**ACTION ITEM**
From the line with "what LIM selection" through the line with "use candle_core::quantized::GgmlType;", repeat the entries verbatim, both end lines included, and add nothing.

Stored items
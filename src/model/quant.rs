//! Layers whose weights are stored as Q8K blocks.
//!
//! Both layers report a quantized [`LayerKind`], which is what LIM selection
//! targets by default.

use super::layers::{Conv2d, Layer, LayerKind, Linear};
use anyhow::{bail, Result};
use candle_core::quantized::k_quants::{matmul, BlockQ8K, QK_K};
use candle_core::quantized::GgmlType;
use candle_core::{DType, Tensor};

/// Linear layer evaluated with the Q8K block matmul.
#[derive(Debug, Clone)]
pub struct QuantLinear {
    blocks: Vec<BlockQ8K>,
    out_features: usize,
    in_features: usize,
    bias: Option<Tensor>,
}

impl QuantLinear {
    /// Quantize a dense layer. The inner dimension must be a multiple of `QK_K`.
    pub fn from_linear(linear: &Linear) -> Result<Self> {
        let (rows, k) = (linear.out_features(), linear.in_features());
        let data = linear
            .weight()
            .to_dtype(DType::F32)?
            .flatten_all()?
            .to_vec1::<f32>()?;
        let blocks = quantize_rows_q8k(rows, k, &data)?;
        Ok(Self {
            blocks,
            out_features: rows,
            in_features: k,
            bias: linear.bias().cloned(),
        })
    }

    pub fn in_features(&self) -> usize {
        self.in_features
    }

    pub fn out_features(&self) -> usize {
        self.out_features
    }
}

impl Layer for QuantLinear {
    fn kind(&self) -> LayerKind {
        LayerKind::QuantLinear
    }

    fn forward(&self, xs: &Tensor) -> Result<Tensor> {
        let mut dims = xs.dims().to_vec();
        let k = dims.last().copied().unwrap_or(0);
        if k == 0 || k != self.in_features {
            bail!(
                "input inner dim {k} does not match {} input features",
                self.in_features
            );
        }
        let m = xs.elem_count() / k;
        let lhs = xs.to_dtype(DType::F32)?.flatten_all()?.to_vec1::<f32>()?;
        let mut dst = vec![0f32; m * self.out_features];
        matmul::<BlockQ8K>((m, k, self.out_features), &lhs, &self.blocks, &mut dst)
            .map_err(|e| anyhow::anyhow!("q8k matmul failed: {}", e))?;

        if let Some(last) = dims.last_mut() {
            *last = self.out_features;
        }
        let ys = Tensor::from_vec(dst, dims, xs.device())?;
        match &self.bias {
            Some(b) => Ok(ys.broadcast_add(b)?),
            None => Ok(ys),
        }
    }
}

/// Conv2d whose kernel went through a Q8K quantize/dequantize round.
#[derive(Debug, Clone)]
pub struct QuantConv2d {
    inner: Conv2d,
}

impl QuantConv2d {
    /// Each output channel's kernel (`c_in * kh * kw` values) must be a
    /// multiple of `QK_K`.
    pub fn from_conv2d(conv: &Conv2d) -> Result<Self> {
        let kernel = conv.kernel();
        let dims = kernel.dims().to_vec();
        let rows = dims[0];
        let k = kernel.elem_count() / rows.max(1);
        let data = kernel.to_dtype(DType::F32)?.flatten_all()?.to_vec1::<f32>()?;
        let blocks = quantize_rows_q8k(rows, k, &data)?;
        let mut restored = vec![0f32; rows * k];
        BlockQ8K::to_float(&blocks, &mut restored)?;
        let kernel = Tensor::from_vec(restored, dims, kernel.device())?;
        Ok(Self {
            inner: conv.with_kernel(kernel),
        })
    }
}

impl Layer for QuantConv2d {
    fn kind(&self) -> LayerKind {
        LayerKind::QuantConv2d
    }

    fn forward(&self, xs: &Tensor) -> Result<Tensor> {
        self.inner.forward(xs)
    }
}

pub fn quantize_rows_q8k(rows: usize, k: usize, data: &[f32]) -> Result<Vec<BlockQ8K>> {
    if k == 0 || k % QK_K != 0 {
        bail!("inner dim {k} not a positive multiple of {QK_K}");
    }
    let blocks_per_row = k / QK_K;
    let mut blocks = vec![BlockQ8K::zeros(); rows * blocks_per_row];
    for r in 0..rows {
        let row = &data[r * k..(r + 1) * k];
        let dst = &mut blocks[r * blocks_per_row..(r + 1) * blocks_per_row];
        BlockQ8K::from_float(row, dst)?;
    }
    Ok(blocks)
}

**THE COMPLETED TASK**
//! Both layers report a quantized [`LayerKind`], which is what LIM selection
//! targets by default.

use super::layers::{Conv2d, Layer, LayerKind, Linear};
use anyhow::{bail, Result};
use candle_core::quantized::k_quants::{matmul, BlockQ8K, QK_K};
use candle_core::quantized::GgmlType;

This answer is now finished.